India pale ale is the current king of the craft beer landscape. Queens-born Danii Oliver is blazing her own trail at her brewery, Island to Island Brewery in Brooklyn, NY. Inspired by her culture, the Caribbean-American brewer-owner creates “American indigenous craft ales” by utilizing locally grown New York ingredients, along with produce from as far south as Argentina and as far north as Canada, including sorrel and maize. She also draws from Caribbean cuisine to create brews based on favorites like mango chow and black cake.
A Brewing Tradition
Oliver is not the first woman in her family to tackle fermentation. “My grandmothers and their mothers before them have always been brewing and fermenting. My grandmothers were doing it, but it wasn’t talked about like a thing. It was just life.”
In fact, it was such a routine part of life that she didn’t even know it was a “thing” until visiting family in Trinidad.
“The first craft beverage I ever had was a sorrel ale my aunt made in Trinidad. We sat up all night cutting sorrel. She took it. She made juice out of it. She put the yeast in it. And then when I tasted it a couple of days later, I was in love. I thought she had done magic.” It was quite a revelation as she realized it was how the harvest was preserved. “From juicing it by hand to adding yeast to it and putting it in the cabinet and allowing it to ferment naturally.

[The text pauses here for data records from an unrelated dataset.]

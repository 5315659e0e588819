// SPDX-License-Identifier: AGPL-3.0-or-later
//
// Copyright (C) 2026 Relational Network

//! Axum extractor for authenticated users.
//!
//! Use the `Auth` extractor in handlers to require a bearer token:
//!
//! ```rust,ignore
//! async fn my_handler(Auth(user): Auth) -> impl IntoResponse {
//!     // user is AuthenticatedUser
//! }
//! ```

use axum::{
    extract::FromRequestParts,
    http::{header::AUTHORIZATION, request::Parts},
};
use tracing::debug;

use super::{AuthError, AuthenticatedUser};
use crate::state::AppState;

/// Extractor for authenticated users.
///
/// Reads `Authorization: Bearer <token>`, verifies it with the process key and
/// requires the subject to be a user id. Every verification failure is
/// reported as [`AuthError::InvalidToken`].
pub struct Auth(pub AuthenticatedUser);

impl FromRequestParts<AppState> for Auth {
    type Rejection = AuthError;

    async fn from_request_parts(parts: &mut Parts, state: &AppState) -> Result<Self, Self::Rejection> {
        let auth_header = parts
            .headers
            .get(AUTHORIZATION)
            .ok_or(AuthError::MissingAuthHeader)?
            .to_str()
            .map_err(|_| AuthError::InvalidAuthHeader)?;

        let token = bearer_token(auth_header).ok_or(AuthError::InvalidAuthHeader)?;

        let claims = state.verifier.verify(token).ok_or(AuthError::InvalidToken)?;
        let user = AuthenticatedUser::from_claims(claims).ok_or_else(|| {
            debug!("Token subject is not a user id");
            AuthError::InvalidToken
        })?;

        Ok(Auth(user))
    }
}

/// Strip the `Bearer` scheme (case-insensitive) from a header value.
fn bearer_token(header: &str) -> Option<&str> {
    let (scheme, token) = header.split_once(' ')?;
    let token = token.trim();
    (scheme.eq_ignore_ascii_case("bearer") && !token.is_empty()).then_some(token)
}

“Being a woman in beer, there’s never been a disconnect or an entry point. It’s just always been there,” says Oliver. “The women in my family always drank beer.”
Putting Health First
After an illness, Oliver read up more on the American food system and began to take a more serious approach to her nutrition. She opened House of Juice, a juice bar, while she was waiting for her brewery permit. Oliver says, “I don’t believe that a person should give up their health in order to enjoy themselves.”
Using this mindset, she creates beer to not only taste good but to also be good for you. “I focus first on health, what’s in season. And then when you sit down, you’re literally drinking a cup of medicine, and it tastes good.” An example of this would be the Jab Jab Time mauby stout. Mauby, a bitter bark that has been linked to reducing cholesterol and arthritis relief, replaces the hops as the bittering agent in the beer. Among Island to Island’s other beers include a pilsener made with quenepas, a tropical fruit rich in vitamin A and calcium, and a wheat ale with tamarind which has antioxidant and anti-inflammatory properties.
A Gathering Place For the Community
“Beer brings people together,” says Oliver. “I want to create environments and spaces where people can feel comfortable.” Island to Island also carriers beverages for non-beer-drinkers such as New York craft spirits, cider, and non-alcoholic options like smoothies and natural sodas such as kombucha. Unlike some taprooms, you won’t find television at Island To Island and the hope is that the beer and other drinks served will spark conversations amongst strangers.
Born as a result of the isolation she felt while pregnant with her first child, she created a childbirth education event called Expecting Mothers’ Night out, inviting pregnant women and new moms out to the brewery.
“Everyone wants to touch our belly, but no one wants to invite us out,” says Oliver. “When we leave people out, what are we creating in our society?” At the event, there’s information on childbirth and mocktails with natural ingredients to alleviate ailments such as morning sickness.
Additionally, the brewery holds LGBTQ events and has also hosted charitable events for the Fronterizo Fianza Fund to help detained migrants.